WHAT IS WORKERS' COMPENSATION?

Workers' compensation is a distinct area of Massachusetts law designed to provide benefits for injured workers. Attorney Joyce Davis is very knowledgeable about Massachusetts workers' comp law and familiar with the medical issues that often arise. She has successfully practiced in this area for many years and can tell you if you may be eligible for benefits. To qualify for Massachusetts workers' compensation  benefits, you must show that your injury arose out of and in the course of employment and that you are disabled as a result of that injury. Your disabilities may include problems arising from repetitive motion, disease or emotional illness. The Massachusetts workers' compensation statute recognizes three different types of disability: 1) temporary total disability; 2) temporary partial disability and 3) permanent and total disability. You may also be entitled to coverage for your medical expenses. In case of death, the employee's family may be eligible for benefits. Under the law, there is no attorney's fee unless you are successful.

WHAT ARE THE DIFFERENCES BETWEEN TEMPORARY TOTAL, TEMPORARY PARTIAL AND PERMANENT TOTAL DISABILITY BENEFITS IN MASS. WORKERS' COMP?

In Mass workers' comp, temporary total disability means that you cannot perform any meaningful work. If you cannot work at your normal job, but can perform less strenuous work, you will generally not be considered totally disabled. You can receive temporary total disability benefits for a maximum of three years. The amount of temporary total disability benefits will be equal to 60% of your pre-injury average weekly wage up to a maximum amount set by the state.

Partial disability means that even though you are not capable of returning to your normal job, you can perform some "non-trifling" work. In Mass workers' comp, partial disability benefits are usually available for a maximum of five years. There are exceptions to this rule for employees who received more than two years of temporary total disability benefits or who have suffered a loss of 75% or more of any bodily function. The most you can receive in partial disability benefits is 75% of your total disability benefit. As with temporary total disability benefits, there is a maximum amount that you can receive in partial disability benefits.

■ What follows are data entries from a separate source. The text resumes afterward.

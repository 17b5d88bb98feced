//! Wire translation for each supported backend flavor.
//!
//! Every [`BackendKind`] knows its health path, how to turn a normalized
//! generation request into its own JSON body, and how to pull text, token
//! counts and timings back out of whatever the backend answered.

use serde::{Deserialize, Serialize};
use serde_json::Value;
use std::fmt;
use std::str::FromStr;

pub const DEFAULT_MAX_TOKENS: u32 = 1000;
pub const DEFAULT_TEMPERATURE: f64 = 0.7;
pub const DEFAULT_TOP_P: f64 = 0.9;

#[derive(Debug, Clone, Copy, PartialEq, Eq, Hash, Serialize, Deserialize)]
pub enum BackendKind {
    #[serde(rename = "ollama-like")]
    Ollama,
    #[serde(rename = "llamacpp-like")]
    LlamaCpp,
    #[serde(rename = "openai-like")]
    OpenAi,
    #[serde(rename = "generic-http")]
    GenericHttp,
}

impl BackendKind {
    pub const ALL: [BackendKind; 4] = [
        BackendKind::Ollama,
        BackendKind::LlamaCpp,
        BackendKind::OpenAi,
        BackendKind::GenericHttp,
    ];

    pub fn as_str(&self) -> &'static str {
        match self {
            BackendKind::Ollama => "ollama-like",
            BackendKind::LlamaCpp => "llamacpp-like",
            BackendKind::OpenAi => "openai-like",
            BackendKind::GenericHttp => "generic-http",
        }
    }

    /// Path appended to the endpoint URL when probing. `None` means the bare
    /// endpoint URL is probed.
    pub fn health_path(&self) -> Option<&'static str> {
        match self {
            BackendKind::Ollama => Some("/api/tags"),
            BackendKind::LlamaCpp => Some("/health"),
            BackendKind::OpenAi => Some("/v1/models"),
            BackendKind::GenericHttp => None,
        }
    }

    pub fn generate_path(&self) -> Option<&'static str> {
        match self {
            BackendKind::Ollama => Some("/api/generate"),
            BackendKind::LlamaCpp => Some("/completion"),
            BackendKind::OpenAi => Some("/v1/chat/completions"),
            BackendKind::GenericHttp => None,
        }
    }

    pub fn health_url(&self, endpoint_url: &str) -> String {
        join_url(endpoint_url, self.health_path())
    }

    pub fn generate_url(&self, endpoint_url: &str) -> String {
        join_url(endpoint_url, self.generate_path())
    }

    pub fn build_request(
        &self,
        model: &str,
        prompt: &str,
        params: &ResolvedParams,
        stream: bool,
    ) -> Value {
        match self {
            BackendKind::Ollama => to_value(&OllamaGenerateRequest {
                model: model.to_string(),
                prompt: prompt.to_string(),
                stream,
                options: OllamaOptions {
                    num_predict: params.max_tokens,
                    temperature: params.temperature,
                    top_p: params.top_p,
                },
            }),
            BackendKind::LlamaCpp => serde_json::json!({
                "prompt": prompt,
                "n_predict": params.max_tokens,
                "temperature": params.temperature,
                "top_p": params.top_p,
                "stream": stream
            }),
            BackendKind::OpenAi => to_value(&OpenAiChatCompletionRequest {
                model: model.to_string(),
                messages: vec![ChatMessage {
                    role: "user".to_string(),
                    content: prompt.to_string(),
                }],
                max_tokens: params.max_tokens,
                temperature: params.temperature,
                top_p: params.top_p,
                stream,
            }),
            BackendKind::GenericHttp => serde_json::json!({
                "model": model,
                "prompt": prompt,
                "max_tokens": params.max_tokens,
                "temperature": params.temperature,
                "top_p": params.top_p
            }),
        }
    }

    pub fn parse_response(&self, body: &Value) -> Result<Completion, String> {
        match self {
            BackendKind::Ollama => {
                let resp: OllamaGenerateResponse = serde_json::from_value(body.clone())
                    .map_err(|e| format!("Invalid ollama response format: {}", e))?;
                Ok(Completion {
                    text: resp.response,
                    token_count: resp.eval_count,
                    backend_duration_ms: resp.total_duration.map(|ns| ns / 1_000_000),
                })
            }
            BackendKind::LlamaCpp => {
                let text = body["content"]
                    .as_str()
                    .ok_or("Invalid llama.cpp response format")?
                    .to_string();
                Ok(Completion {
                    text,
                    token_count: body["tokens_predicted"].as_u64(),
                    backend_duration_ms: body["timings"]["predicted_ms"]
                        .as_f64()
                        .map(|ms| ms.max(0.0).round() as u64),
                })
            }
            BackendKind::OpenAi => {
                let text = body["choices"][0]["message"]["content"]
                    .as_str()
                    .ok_or("Invalid chat completion response format")?
                    .to_string();
                Ok(Completion {
                    text,
                    token_count: body["usage"]["completion_tokens"].as_u64(),
                    backend_duration_ms: None,
                })
            }
            BackendKind::GenericHttp => {
                let text = ["text", "response", "content", "output", "generated_text"]
                    .iter()
                    .find_map(|key| body[*key].as_str())
                    .ok_or("Invalid response format: no text field")?
                    .to_string();
                let token_count = ["token_count", "tokens", "eval_count"]
                    .iter()
                    .find_map(|key| body[*key].as_u64());
                Ok(Completion {
                    text,
                    token_count,
                    backend_duration_ms: body["duration_ms"].as_u64(),
                })
            }
        }
    }

    /// Parses one line of a streaming response. Returns `None` for lines that
    /// carry no token (keep-alives, blank lines, unparseable chunks).
    pub fn parse_stream_line(&self, line: &str) -> Option<StreamChunk> {
        let line = line.trim();
        if line.is_empty() {
            return None;
        }

        match self {
            BackendKind::Ollama => {
                let resp: OllamaStreamChunk = serde_json::from_str(line).ok()?;
                Some(StreamChunk {
                    token: resp.response,
                    done: resp.done,
                    token_count: resp.eval_count,
                })
            }
            BackendKind::LlamaCpp => {
                let data = line.strip_prefix("data:")?.trim_start();
                let resp: Value = serde_json::from_str(data).ok()?;
                Some(StreamChunk {
                    token: resp["content"].as_str().unwrap_or("").to_string(),
                    done: resp["stop"].as_bool().unwrap_or(false),
                    token_count: resp["tokens_predicted"].as_u64(),
                })
            }
            BackendKind::OpenAi => {
                let data = line.strip_prefix("data:")?.trim_start();
                if data == "[DONE]" {
                    return Some(StreamChunk {
                        token: String::new(),
                        done: true,
                        token_count: None,
                    });
                }
                let resp: Value = serde_json::from_str(data).ok()?;
                let choice = resp["choices"].as_array()?.first()?;
                let token = choice["delta"]["content"].as_str().unwrap_or("");
                let done = !choice["finish_reason"].is_null();
                if token.is_empty() && !done {
                    return None;
                }
                Some(StreamChunk {
                    token: token.to_string(),
                    done,
                    token_count: resp["usage"]["completion_tokens"].as_u64(),
                })
            }
            BackendKind::GenericHttp => None,
        }
    }

    pub fn supports_streaming(&self) -> bool {
        !matches!(self, BackendKind::GenericHttp)
    }
}

impl fmt::Display for BackendKind {
    fn fmt(&self, f: &mut fmt::Formatter<'_>) -> fmt::Result {
        f.write_str(self.as_str())
    }
}

#[derive(Debug, thiserror::Error)]
#[error("unknown backend kind '{0}', expected one of: ollama-like, llamacpp-like, openai-like, generic-http")]
pub struct UnknownKind(pub String);

impl FromStr for BackendKind {
    type Err = UnknownKind;

    fn from_str(s: &str) -> Result<Self, Self::Err> {
        let wanted = s.trim();
        BackendKind::ALL
            .into_iter()
            .find(|kind| kind.as_str().eq_ignore_ascii_case(wanted))
            .ok_or_else(|| UnknownKind(s.to_string()))
    }
}

/// Generation parameters after request values, entry defaults and fallback
/// constants have been merged.
#[derive(Debug, Clone, Copy, PartialEq)]
pub struct ResolvedParams {
    pub max_tokens: u32,
    pub temperature: f64,
    pub top_p: f64,
}

impl Default for ResolvedParams {
    fn default() -> Self {
        Self {
            max_tokens: DEFAULT_MAX_TOKENS,
            temperature: DEFAULT_TEMPERATURE,
            top_p: DEFAULT_TOP_P,
        }
    }
}

#[derive(Debug, Clone, PartialEq)]
pub struct Completion {
    pub text: String,
    pub token_count: Option<u64>,
    pub backend_duration_ms: Option<u64>,
}

#[derive(Debug, Clone, PartialEq)]
pub struct StreamChunk {
    pub token: String,
    pub done: bool,
    pub token_count: Option<u64>,
}

fn join_url(endpoint_url: &str, path: Option<&str>) -> String {
    let base = endpoint_url.trim_end_matches('/');
    match path {
        Some(path) => format!("{}{}", base, path),
        None => endpoint_url.to_string(),
    }
}

fn to_value<T: Serialize>(body: &T) -> Value {
    // Plain structs of strings and numbers always serialize.
    serde_json::to_value(body).unwrap_or(Value::Null)
}

#[derive(Serialize)]
struct OllamaGenerateRequest {
    model: String,
    prompt: String,
    stream: bool,
    options: OllamaOptions,
}

#[derive(Serialize)]
struct OllamaOptions {
    num_predict: u32,
    temperature: f64,
    top_p: f64,
}

#[derive(Deserialize)]
struct OllamaGenerateResponse {
    response: String,
    #[serde(default)]
    eval_count: Option<u64>,
    #[serde(default)]
    total_duration: Option<u64>,
}

#[derive(Deserialize)]
struct OllamaStreamChunk {
    #[serde(default)]
    response: String,
    #[serde(default)]
    done: bool,
    #[serde(default)]
    eval_count: Option<u64>,
}

#[derive(Serialize)]
struct OpenAiChatCompletionRequest {
    model: String,
    messages: Vec<ChatMessage>,
    max_tokens: u32,
    temperature: f64,
    top_p: f64,
    stream: bool,
}

#[derive(Serialize)]
struct ChatMessage {
    role: String,
    content: String,
}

Permanent total disability means that you will be unable to return to work in any "non-trifling" occupation for the foreseeable future. The long-standing rule in Massachusetts used to be that an individual could only receive permanent total workers' compensation disability benefits if he had been paid the full three years of temporary total disability benefits. In 2002, however, the Massachusetts Appeals Court handed down its decision in Rainey Slater's Case, 55 Mass. App. Ct. 326, holding that an injured employee did not have to exhaust his temporary total benefits before receiving permanent total disability benefits. Now, you can be eligible for permanent and total workers' compensation disability benefits so long as you have been on temporary total disability for some period of time and your situation has stabilized. If you have been found to be permanently and totally disabled, there is no limit on the length of time that you can continue to receive benefits. Permanent total disability benefits are calculated by taking 2/3 of your pre-injury average weekly wage. You may also be eligible to receive cost of living increases (COLA).


WHAT IS MY EMPLOYER'S RESPONSIBILITY WHEN I GET HURT ON JOB?


Section 6 of Chapter 152 of the Massachusetts General Laws requires an employer to submit a First Report of Injury form to the insurance company when two conditions are met: 1) the employer has received proper notice that the employee was injured and 2) the employee was unable to earn his full wages for at least five calendar days (including weekends and holidays). Under the statute, the employer has seven days (excluding Sundays and legal holidays) after he receives proper notice of an injury to file the form. If the employer violates this Section three or more times in a year, a penalty of $100.00 will be imposed for each violation. If the fine is not paid within three days of receipt of the bill, it is considered a separate violation.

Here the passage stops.